If equal, then the two quantities are inversely proportional

+ If not equal, then the two quantities are not two quantities that are inversely proportional

Detailed explanation

We see: \(\dfrac{{0,5}}{{2,5}} = \dfrac{1}{5} = \dfrac{{1,5}}{{7,5}} = \dfrac {2}{{10}} = \dfrac{{2,5}}{{12,5}}\) so x and y are two proportional quantities.

The related formula: \(x = \dfrac{1}{5}.y\) (or y = 5.x)

Solve problem 6.28 page 20 Math 7 textbook Connecting knowledge volume 2

Solution method

+ Use the definition of two quantities that are directly proportional and inversely proportional:

If y = ax (a is a non-zero constant), then y is proportional to x by the scaling factor a.

If \(y = \dfrac{a}{x}\)(a is a non-zero constant), then y is inversely proportional to x by the scaling factor a

+ Represent the quantity y in terms of z.

If y = k. z (k is a constant) then y and z are proportional quantities.
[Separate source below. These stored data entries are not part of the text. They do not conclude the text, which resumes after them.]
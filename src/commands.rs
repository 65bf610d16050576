//! Command dispatch: run a parsed command against a `Context` and print the
//! result. Catalog outages are reported, not raised, so the caller can map
//! them to the exit status.

use chrono::Utc;
use color_eyre::{eyre::eyre, Result};
use std::io::Write;
use tracing::debug;

use crate::cache::CacheStorage;
use crate::catalog::{released_episode_count, released_from_schedule, AniListClient, JikanClient};
use crate::cli::{Command, JikanCommand, Paging, WatchlistCommand};
use crate::context::Context;
use crate::display;
use crate::fetch::{FetchOutcome, QueryExecutor};
use crate::watchlist::{Source, WatchlistRecord};

/// How a command went, as far as remote data is concerned.
#[derive(Debug, Clone, Copy, PartialEq, Eq)]
pub enum Status {
  Ok,
  /// At least one remote lookup failed after its retries
  Degraded,
}

impl Status {
  fn and(self, other: Status) -> Status {
    if self == Status::Degraded || other == Status::Degraded {
      Status::Degraded
    } else {
      Status::Ok
    }
  }
}

/// Print `outcome`: `render` for success, a "nothing found" line for
/// `Empty`, a degraded-service message on stderr for `Failed`.
pub fn report<T>(
  out: &mut impl Write,
  err: &mut impl Write,
  what: &str,
  outcome: FetchOutcome<T>,
  render: impl FnOnce(T) -> Vec<String>,
) -> Result<Status> {
  match outcome {
    FetchOutcome::Success(data) => {
      let lines = render(data);
      if lines.is_empty() {
        writeln!(out, "No {} found.", what)?;
      }
      for line in lines {
        writeln!(out, "{}", line)?;
      }
      Ok(Status::Ok)
    }
    FetchOutcome::Empty => {
      writeln!(out, "No {} found.", what)?;
      Ok(Status::Ok)
    }
    FetchOutcome::Failed(reason) => {
      writeln!(
        err,
        "Could not load {}: the service is unavailable right now ({})",
        what, reason
      )?;
      Ok(Status::Degraded)
    }
  }
}

fn list_lines<T>(items: Vec<T>, line: impl Fn(&T) -> String) -> Vec<String> {
  items.iter().map(line).collect()
}

pub async fn run(ctx: &Context, command: Command) -> Result<Status> {
  let stdout = std::io::stdout();
  let stderr = std::io::stderr();
  let mut out = stdout.lock();
  let mut err = stderr.lock();

  match command {
    Command::Home => home(ctx, &mut out, &mut err).await,
    Command::Trending(Paging { page, per_page }) => report(
      &mut out,
      &mut err,
      "trending anime",
      ctx.anilist.trending(page, per_page).await,
      |list| list_lines(list, display::anime_line),
    ),
    Command::Popular(Paging { page, per_page }) => report(
      &mut out,
      &mut err,
      "popular anime",
      ctx.anilist.popular(page, per_page).await,
      |list| list_lines(list, display::anime_line),
    ),
    Command::Upcoming(Paging { page, per_page }) => report(
      &mut out,
      &mut err,
      "upcoming anime",
      ctx.anilist.upcoming(page, per_page).await,
      |list| list_lines(list, display::anime_line),
    ),
    Command::Movies(Paging { page, per_page }) => report(
      &mut out,
      &mut err,
      "movies",
      ctx.anilist.top_movies(page, per_page).await,
      |list| list_lines(list, display::anime_line),
    ),
    Command::Search { query, paging } => report(
      &mut out,
      &mut err,
      &format!("anime matching \"{}\"", query),
      ctx.anilist.search(&query, paging.page, paging.per_page).await,
      |list| list_lines(list, display::anime_line),
    ),
    Command::Genres => report(
      &mut out,
      &mut err,
      "genres",
      ctx.anilist.genres().await,
      |list| list_lines(list, display::genre_line),
    ),
    Command::Genre { name, paging } => report(
      &mut out,
      &mut err,
      &format!("{} anime", name),
      ctx.anilist.by_genre(&name, paging.page, paging.per_page).await,
      |list| list_lines(list, display::anime_line),
    ),
    Command::Show { id } => report(
      &mut out,
      &mut err,
      &format!("anime {}", id),
      ctx.anilist.anime(id).await,
      |anime| vec![display::anime_details(&anime, released_episode_count(&anime))],
    ),
    Command::Schedule { id } => {
      let now = Utc::now().timestamp();
      report(
        &mut out,
        &mut err,
        &format!("airing schedule for {}", id),
        ctx.anilist.airing_schedule(id).await,
        |slots| {
          if slots.is_empty() {
            return Vec::new();
          }
          let mut lines = vec![format!(
            "Released: {} of {}",
            released_from_schedule(&slots, now),
            slots.len()
          )];
          lines.extend(slots.iter().map(|slot| display::schedule_line(slot, now)));
          lines
        },
      )
    }
    Command::Jikan(command) => jikan(ctx, command, &mut out, &mut err).await,
    Command::Watchlist(command) => watchlist(ctx, command, &mut out, &mut err).await,
  }
}

async fn home(ctx: &Context, out: &mut impl Write, err: &mut impl Write) -> Result<Status> {
  let (trending, popular, upcoming, movies) = futures::join!(
    ctx.anilist.trending(1, 10),
    ctx.anilist.popular(1, 10),
    ctx.anilist.upcoming(1, 10),
    ctx.anilist.top_movies(1, 10),
  );

  let mut status = Status::Ok;
  for (heading, outcome) in [
    ("Trending now", trending),
    ("All-time popular", popular),
    ("Upcoming", upcoming),
    ("Top movies", movies),
  ] {
    writeln!(out, "== {} ==", heading)?;
    let section = report(out, err, &heading.to_lowercase(), outcome, |list| {
      list_lines(list, display::anime_line)
    })?;
    status = status.and(section);
    writeln!(out)?;
  }
  Ok(status)
}

async fn jikan(
  ctx: &Context,
  command: JikanCommand,
  out: &mut impl Write,
  err: &mut impl Write,
) -> Result<Status> {
  match command {
    JikanCommand::Search { query } => report(
      out,
      err,
      &format!("anime matching \"{}\"", query),
      ctx.jikan.search(&query).await,
      |list| list_lines(list, display::jikan_line),
    ),
    JikanCommand::Show { mal_id } => report(
      out,
      err,
      &format!("anime {}", mal_id),
      ctx.jikan.anime(mal_id).await,
      |anime| vec![display::jikan_details(&anime)],
    ),
    JikanCommand::Top { kind } => report(
      out,
      err,
      "top anime",
      ctx.jikan.top(kind.into()).await,
      |list| list_lines(list, display::jikan_line),
    ),
    JikanCommand::Upcoming => report(
      out,
      err,
      "anime for next season",
      ctx.jikan.upcoming(Utc::now().date_naive()).await,
      |list| list_lines(list, display::jikan_line),
    ),
    JikanCommand::Genres => {
      let genres = ctx.jikan.genres_or_fallback().await;
      for genre in &genres {
        writeln!(out, "{}", display::genre_line(genre))?;
      }
      Ok(Status::Ok)
    }
    JikanCommand::Genre { id } => report(
      out,
      err,
      &format!("anime in genre {}", id),
      ctx.jikan.by_genre(id).await,
      |list| list_lines(list, display::jikan_line),
    ),
  }
}

async fn watchlist(
  ctx: &Context,
  command: WatchlistCommand,
  out: &mut impl Write,
  err: &mut impl Write,
) -> Result<Status> {
  let user = ctx.user.as_str();
  let store = &ctx.watchlist;

  match command {
    WatchlistCommand::List => {
      let records = store.list(user)?;
      if records.is_empty() {
        writeln!(out, "The watchlist is empty.")?;
      }
      for record in &records {
        writeln!(out, "{}", display::record_line(record))?;
      }
      Ok(Status::Ok)
    }
    WatchlistCommand::Add { id, mal } => {
      let outcome = if mal {
        record_for_mal_id(&ctx.anilist, &ctx.jikan, id).await
      } else {
        ctx.anilist.anime(id).await.map(|a| WatchlistRecord::from_anime(&a))
      };

      match outcome {
        FetchOutcome::Success(record) => {
          let key = record.key();
          if store.contains(user, key)? {
            writeln!(out, "{} is already on the watchlist as {}.", record.title, key)?;
          } else {
            store.add(user, &record)?;
            writeln!(out, "Added {} to the watchlist as {}.", record.title, key)?;
          }
          Ok(Status::Ok)
        }
        other => report(out, err, &format!("anime {}", id), other, |_| Vec::new()),
      }
    }
    WatchlistCommand::Remove { entry } => {
      let key = entry.key();
      if store.remove(user, key)? {
        writeln!(out, "Removed {} from the watchlist.", key)?;
      } else {
        writeln!(out, "{} was not on the watchlist.", key)?;
      }
      Ok(Status::Ok)
    }
    WatchlistCommand::Show { entry, page } => {
      let record = store
        .get(user, entry.key())?
        .ok_or_else(|| eyre!("Anime {} is not on the watchlist", entry.key()))?;
      show_record(out, err, &ctx.jikan, &record, page.saturating_sub(1)).await
    }
    WatchlistCommand::Toggle { entry, episode } => {
      let watched = store.toggle_episode(user, entry.key(), episode)?;
      let state = if watched { "watched" } else { "unwatched" };
      writeln!(out, "Episode {} marked {}.", episode, state)?;
      Ok(Status::Ok)
    }
    WatchlistCommand::Mark { entry, through } => {
      let key = entry.key();
      let record = store
        .get(user, key)?
        .ok_or_else(|| eyre!("Anime {} is not on the watchlist", key))?;

      let through = match through {
        Some(n) => n,
        None => match key.source {
          Source::AniList => match ctx.anilist.by_anilist_id(key.id).await {
            FetchOutcome::Success(anime) => released_episode_count(&anime),
            FetchOutcome::Empty => {
              writeln!(out, "No anime {} found.", key)?;
              return Ok(Status::Ok);
            }
            FetchOutcome::Failed(reason) => {
              writeln!(
                err,
                "Could not determine released episodes for {}: {}",
                key, reason
              )?;
              return Ok(Status::Degraded);
            }
          },
          // Jikan has no airing countdown, so the stored total stands in
          Source::Mal => match record.total_episodes {
            Some(total) => total,
            None => {
              writeln!(
                out,
                "The episode count of {} is unknown; pass --through.",
                record.title
              )?;
              return Ok(Status::Ok);
            }
          },
        },
      };

      if through == 0 {
        writeln!(out, "No episodes have been released yet.")?;
        return Ok(Status::Ok);
      }

      let updated = store.mark_through(user, key, through)?;
      writeln!(
        out,
        "Marked episodes 1-{} watched ({} watched in total).",
        through.min(updated.last_episode()),
        updated.episodes_watched.len()
      )?;
      Ok(Status::Ok)
    }
  }
}

/// Build a record for a MyAnimeList id. AniList's entry wins when it has one,
/// otherwise the Jikan entry is kept under its MAL id. When neither lookup
/// succeeds a failure wins over `Empty`.
pub async fn record_for_mal_id<A, SA, J, SJ>(
  anilist: &AniListClient<A, SA>,
  jikan: &JikanClient<J, SJ>,
  mal_id: u64,
) -> FetchOutcome<WatchlistRecord>
where
  A: QueryExecutor,
  SA: CacheStorage,
  J: QueryExecutor,
  SJ: CacheStorage,
{
  let first = anilist
    .by_mal_id(mal_id)
    .await
    .map(|a| WatchlistRecord::from_anime(&a));
  if first.is_success() {
    return first;
  }

  debug!(mal_id, "no AniList match for MyAnimeList id, asking Jikan");
  let second = jikan
    .anime(mal_id)
    .await
    .map(|a| WatchlistRecord::from_jikan(&a));
  match (first, second) {
    (_, found @ FetchOutcome::Success(_)) => found,
    (_, failed @ FetchOutcome::Failed(_)) => failed,
    (failed @ FetchOutcome::Failed(_), _) => failed,
    _ => FetchOutcome::Empty,
  }
}

/// Progress line and episode grid page, followed by the MyAnimeList entry
/// when the record links one.
pub async fn show_record<E: QueryExecutor, S: CacheStorage>(
  out: &mut impl Write,
  err: &mut impl Write,
  jikan: &JikanClient<E, S>,
  record: &WatchlistRecord,
  page: u32,
) -> Result<Status> {
  writeln!(out, "{}", display::record_line(record))?;
  writeln!(
    out,
    "{}",
    display::episode_grid(record.total_episodes, &record.episodes_watched, page)
  )?;

  let Some(mal_id) = record.mal_id else {
    return Ok(Status::Ok);
  };
  writeln!(out)?;
  report(
    out,
    err,
    &format!("MyAnimeList entry {}", mal_id),
    jikan.anime(mal_id).await,
    |anime| vec![display::jikan_details(&anime)],
  )
}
If \(y = \dfrac{k}{z}\) ( k is a constant) then y and z are two quantities in inverse proportion.

Detailed explanation

a) Assuming y is proportional to x by the scaling factor a so y = ax so \(x = \dfrac{y}{a}\)

y is proportional to z by the scaling factor b so y = bz

Thus, \(x = \dfrac{y}{a} = \dfrac{{bz}}{a} = \dfrac{b}{a}.z\)( \(\dfrac{b}{a} \) is a constant because a and b are constants)

So x is proportional to z and the scaling factor is \(\dfrac{b}{a}\)

b) Assuming y is proportional to x by the scaling factor a so y = ax so \(x = \dfrac{y}{a}\)

y is inversely proportional to z by the scaling factor b so y = \(\dfrac{b}{z}\)

Therefore, \(x = \dfrac{y}{a} = \dfrac{{\dfrac{b}{z}}}{a} = \dfrac{b}{z}:a = \dfrac{b} {z}.\dfrac{1}{a} = \dfrac{{\dfrac{b}{a}}}{z}\)( \(\dfrac{b}{a}\) is constant because a ,b are constants)

So x is inversely proportional to z and the scaling factor is \(\dfrac{b}{a}\)

c) Assuming y is inversely proportional to x by the scaling factor a so y = \(\dfrac{a}{x}\) so x = \(\dfrac{a}{y}\)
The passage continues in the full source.